■ **Brief**: Output nothing but the lines from the first line of the entries to the line with "let mut table = Table::new();", inclusive, exactly as they read.

____ Exercise material

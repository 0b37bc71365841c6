//! Output formatting utilities

use bankbook_core::domain::{format_money, AccountState, ApplyOutcome, Command};
use colored::Colorize;
use comfy_table::{presets::UTF8_FULL_CONDENSED, Cell, CellAlignment, ContentArrangement, Table};

pub fn success(msg: &str) {
    println!("{}", msg.green());
}

pub fn error(msg: &str) {
    eprintln!("{}", msg.red());
}

pub fn warning(msg: &str) {
    println!("{}", msg.yellow());
}

pub fn info(msg: &str) {
    println!("{}", msg.cyan());
}

/// Create a styled table
pub fn create_table() -> Table {
    let mut table = Table::new();
    table.load_preset(UTF8_FULL_CONDENSED);
    table.set_content_arrangement(ContentArrangement::Dynamic);
    table
}

/// Balance and loan status, like the header of the account page
pub fn print_status(state: &AccountState, symbol: &str) {
    println!(
        "Balance: {}",
        format_money(state.balance(), symbol).green().bold()
    );
    println!(
        "{}",
        format!("Loan Status: {}", state.loan_status().describe(symbol)).dimmed()
    );
}

pub fn print_history(state: &AccountState, symbol: &str) {
    println!("{}", "Transactions".bold());
    if state.transactions().is_empty() {
        println!("No transactions yet.");
        return;
    }

    let mut table = create_table();
    table.set_header(vec!["#", "Type", "Amount"]);
    for (i, tx) in state.transactions().iter().enumerate() {
        table.add_row(vec![
            Cell::new(i + 1),
            Cell::new(tx.kind().label()),
            Cell::new(format_money(tx.amount(), symbol)).set_alignment(CellAlignment::Right),
        ]);
    }
    println!("{}", table);
}

/// One line of feedback for an applied command
pub fn print_outcome(command: &Command, outcome: &ApplyOutcome, symbol: &str) {
    match outcome.reason() {
        Some(reason) => error(&reason.message(symbol)),
        None => {
            let verb = match command {
                Command::Deposit(_) => "Deposited",
                Command::Withdraw(_) => "Withdrew",
                Command::Loan(_) => "Borrowed",
                Command::RepayLoan => "Repaid",
            };
            let amount = outcome
                .state()
                .transactions()
                .last()
                .map(|tx| format_money(tx.amount(), symbol))
                .unwrap_or_default();
            success(&format!(
                "{} {}. Balance: {}",
                verb,
                amount,
                format_money(outcome.state().balance(), symbol)
            ));
        }
    }
}

/// Format bytes as human-readable size
pub fn format_size(bytes: u64) -> String {
    const KB: u64 = 1024;
    const MB: u64 = KB * 1024;

    if bytes >= MB {
        format!("{:.1} MB", bytes as f64 / MB as f64)
    } else if bytes >= KB {
        format!("{:.1} KB", bytes as f64 / KB as f64)
    } else {
        format!("{} bytes", bytes)
    }
}
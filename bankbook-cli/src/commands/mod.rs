//! CLI command implementations

pub mod config;
pub mod logs;
pub mod replay;
pub mod session;

use std::path::PathBuf;

use anyhow::{anyhow, Context, Result};
use bankbook_core::{BankbookContext, EntryPoint, LoggingService};

/// Get the bankbook directory from environment or default
pub fn get_bankbook_dir() -> Result<PathBuf> {
    if let Ok(dir) = std::env::var("BANKBOOK_DIR") {
        return Ok(PathBuf::from(dir));
    }
    dirs::home_dir()
        .map(|home| home.join(".bankbook"))
        .ok_or_else(|| anyhow!("Could not find home directory, set BANKBOOK_DIR"))
}

/// Create a fresh session context
pub fn get_context(entry_point: EntryPoint) -> Result<BankbookContext> {
    let bankbook_dir = get_bankbook_dir()?;

    std::fs::create_dir_all(&bankbook_dir)
        .with_context(|| format!("Failed to create bankbook directory: {:?}", bankbook_dir))?;

    BankbookContext::new(&bankbook_dir, entry_point)
        .context("Failed to initialize bankbook context")
}

/// Open the event log for the `logs` commands
pub fn get_logging_service() -> Result<LoggingService> {
    let bankbook_dir = get_bankbook_dir()?;
    std::fs::create_dir_all(&bankbook_dir)?;
    LoggingService::new(&bankbook_dir, EntryPoint::Session, env!("CARGO_PKG_VERSION"))
}
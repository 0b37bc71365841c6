//! Result and error types for the core library

use serde::{Deserialize, Serialize};
use thiserror::Error;

/// Core library error type
///
/// Rejected commands are not errors; see [`crate::domain::Rejection`].
#[derive(Error, Debug)]
pub enum Error {
    #[error("Parse error: {0}")]
    Parse(String),

    #[error("Configuration error: {0}")]
    Config(String),

    #[error("IO error: {0}")]
    Io(#[from] std::io::Error),

    #[error("JSON error: {0}")]
    Json(#[from] serde_json::Error),
}

impl Error {
    /// Create a parse error
    pub fn parse(msg: impl Into<String>) -> Self {
        Self::Parse(msg.into())
    }

    /// Create a configuration error
    pub fn config(msg: impl Into<String>) -> Self {
        Self::Config(msg.into())
    }
}

/// Core library result type
pub type Result<T> = std::result::Result<T, Error>;

/// Serializable envelope for command output (`--json`)
#[derive(Debug, Clone, Serialize, Deserialize)]
pub struct OperationResult<T> {
    pub success: bool,
    pub data: Option<T>,
    pub error: Option<String>,
}

impl<T> OperationResult<T> {
    /// Create a successful result
    pub fn ok(data: T) -> Self {
        Self {
            success: true,
            data: Some(data),
            error: None,
        }
    }

    /// Create a failed result that still carries data
    ///
    /// A rejected command reports the unchanged account alongside the reason.
    pub fn fail_with_data(data: T, error: impl Into<String>) -> Self {
        Self {
            success: false,
            data: Some(data),
            error: Some(error.into()),
        }
    }

    /// Create a failed result
    pub fn fail(error: impl Into<String>) -> Self {
        Self {
            success: false,
            data: None,
            error: Some(error.into()),
        }
    }
}

impl<T> From<Result<T>> for OperationResult<T> {
    fn from(result: Result<T>) -> Self {
        match result {
            Ok(data) => Self::ok(data),
            Err(e) => Self::fail(e.to_string()),
        }
    }
}
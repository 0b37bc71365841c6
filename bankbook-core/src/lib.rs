//! Bankbook Core - a toy bank account ledger
//!
//! - **domain**: account snapshot, commands, rejections and the transition rules
//! - **services**: single-writer ledger and event logging
//! - **config**: settings.json and environment overrides

pub mod domain;
pub mod services;
pub mod config;
mod log_migrations;

use std::path::Path;
use std::sync::Arc;

use anyhow::Result;

use config::Config;

pub use domain::result::{Error, OperationResult};
pub use domain::{
    AccountState, AccountSummary, ApplyOutcome, Command, LedgerPolicy, LoanStatus, Rejection,
    Transaction, TransactionKind,
};
pub use services::{EntryPoint, LedgerService, LogEvent, LoggingService};

/// Everything a session needs: configuration, the ledger and the event log
///
/// The account itself lives only as long as the context.
pub struct BankbookContext {
    pub config: Config,
    pub ledger: LedgerService,
    pub logger: Option<Arc<LoggingService>>,
}

impl BankbookContext {
    /// Create a context rooted at the bankbook directory
    ///
    /// A log database that cannot be opened disables logging instead of
    /// failing the session.
    pub fn new(bankbook_dir: &Path, entry_point: EntryPoint) -> Result<Self> {
        let config = Config::load(bankbook_dir)?;

        let logger = if config.logging_enabled {
            LoggingService::new(bankbook_dir, entry_point, env!("CARGO_PKG_VERSION"))
                .ok()
                .map(Arc::new)
        } else {
            None
        };

        let mut ledger = LedgerService::new(config.policy());
        if let Some(logger) = &logger {
            ledger = ledger.with_logger(Arc::clone(logger));
        }

        Ok(Self {
            config,
            ledger,
            logger,
        })
    }

    /// Record an event, ignoring failures
    pub fn log(&self, event: LogEvent) {
        if let Some(logger) = &self.logger {
            let _ = logger.log(event);
        }
    }
}
//! Reasons a command can be rejected

use rust_decimal::Decimal;
use serde::{Deserialize, Serialize};
use thiserror::Error;

/// Why the ledger refused a command
///
/// A rejection leaves the account untouched. The message is what the user
/// should see; `code` is stable for scripts and logs.
#[derive(Error, Debug, Clone, Copy, PartialEq, Eq, Serialize, Deserialize)]
#[serde(tag = "code", rename_all = "kebab-case")]
pub enum Rejection {
    #[error("Enter a valid amount")]
    InvalidAmount,

    #[error("Insufficient funds!")]
    InsufficientFunds,

    #[error("Loan amount exceeds ${limit}. Please contact the branch.")]
    LoanLimitExceeded { limit: Decimal },

    #[error("Loan already taken. Repay it before taking another.")]
    LoanAlreadyActive,

    #[error("No active loan to repay.")]
    NoActiveLoan,

    #[error("Insufficient balance to repay the loan.")]
    InsufficientFundsForRepayment,
}

impl Rejection {
    /// Stable reason code
    pub fn code(&self) -> &'static str {
        match self {
            Rejection::InvalidAmount => "invalid-amount",
            Rejection::InsufficientFunds => "insufficient-funds",
            Rejection::LoanLimitExceeded { .. } => "loan-limit-exceeded",
            Rejection::LoanAlreadyActive => "loan-already-active",
            Rejection::NoActiveLoan => "no-active-loan",
            Rejection::InsufficientFundsForRepayment => "insufficient-funds-for-repayment",
        }
    }

    /// User-facing message with money rendered in `symbol`
    ///
    /// `Display` uses `$`.
    pub fn message(&self, symbol: &str) -> String {
        match self {
            Rejection::LoanLimitExceeded { limit } => format!(
                "Loan amount exceeds {}{}. Please contact the branch.",
                symbol, limit
            ),
            other => other.to_string(),
        }
    }
}
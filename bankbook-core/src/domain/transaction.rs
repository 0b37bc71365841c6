//! Transaction history records

use std::fmt;

use rust_decimal::Decimal;
use serde::{Deserialize, Serialize};

/// What a committed transaction did to the account
#[derive(Debug, Clone, Copy, PartialEq, Eq, Hash, Serialize, Deserialize)]
#[serde(rename_all = "snake_case")]
pub enum TransactionKind {
    Deposit,
    Withdraw,
    Loan,
    RepayLoan,
}

impl TransactionKind {
    /// Label shown in the history list
    pub fn label(&self) -> &'static str {
        match self {
            TransactionKind::Deposit => "Deposit",
            TransactionKind::Withdraw => "Withdraw",
            TransactionKind::Loan => "Loan",
            TransactionKind::RepayLoan => "Repay Loan",
        }
    }

    /// Whether this kind adds money to the balance
    pub fn is_credit(&self) -> bool {
        matches!(self, TransactionKind::Deposit | TransactionKind::Loan)
    }
}

impl fmt::Display for TransactionKind {
    fn fmt(&self, f: &mut fmt::Formatter<'_>) -> fmt::Result {
        f.write_str(self.label())
    }
}

/// An immutable record of a successfully applied command
#[derive(Debug, Clone, PartialEq, Eq, Serialize, Deserialize)]
pub struct Transaction {
    kind: TransactionKind,
    amount: Decimal,
}

impl Transaction {
    pub(crate) fn new(kind: TransactionKind, amount: Decimal) -> Self {
        Self { kind, amount }
    }

    pub fn kind(&self) -> TransactionKind {
        self.kind
    }

    pub fn amount(&self) -> Decimal {
        self.amount
    }

    /// Amount with the sign it contributes to the balance
    pub fn signed_amount(&self) -> Decimal {
        if self.kind.is_credit() {
            self.amount
        } else {
            -self.amount
        }
    }
}

#[cfg(test)]
mod tests {
    use super::*;

    #[test]
    fn test_labels_match_history_display() {
        assert_eq!(TransactionKind::Deposit.to_string(), "Deposit");
        assert_eq!(TransactionKind::Withdraw.to_string(), "Withdraw");
        assert_eq!(TransactionKind::Loan.to_string(), "Loan");
        assert_eq!(TransactionKind::RepayLoan.to_string(), "Repay Loan");
    }

    #[test]
    fn test_signed_amount() {
        let amount = Decimal::new(2550, 2);
        assert_eq!(Transaction::new(TransactionKind::Loan, amount).signed_amount(), amount);
        assert_eq!(
            Transaction::new(TransactionKind::RepayLoan, amount).signed_amount(),
            -amount
        );
    }
}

________

■ **Reply**:
repository 0b37bc71365841c6
//! Output formatting utilities

use bankbook_core::domain::{format_money, AccountState, ApplyOutcome, Command};
use colored::Colorize;
use comfy_table::{presets::UTF8_FULL_CONDENSED, Cell, CellAlignment, ContentArrangement, Table};

pub fn success(msg: &str) {
    println!("{}", msg.green());
}

pub fn error(msg: &str) {
    eprintln!("{}", msg.red());
}

pub fn warning(msg: &str) {
    println!("{}", msg.yellow());
}

pub fn info(msg: &str) {
    println!("{}", msg.cyan());
}

/// Create a styled table
pub fn create_table() -> Table {
    let mut table = Table::new();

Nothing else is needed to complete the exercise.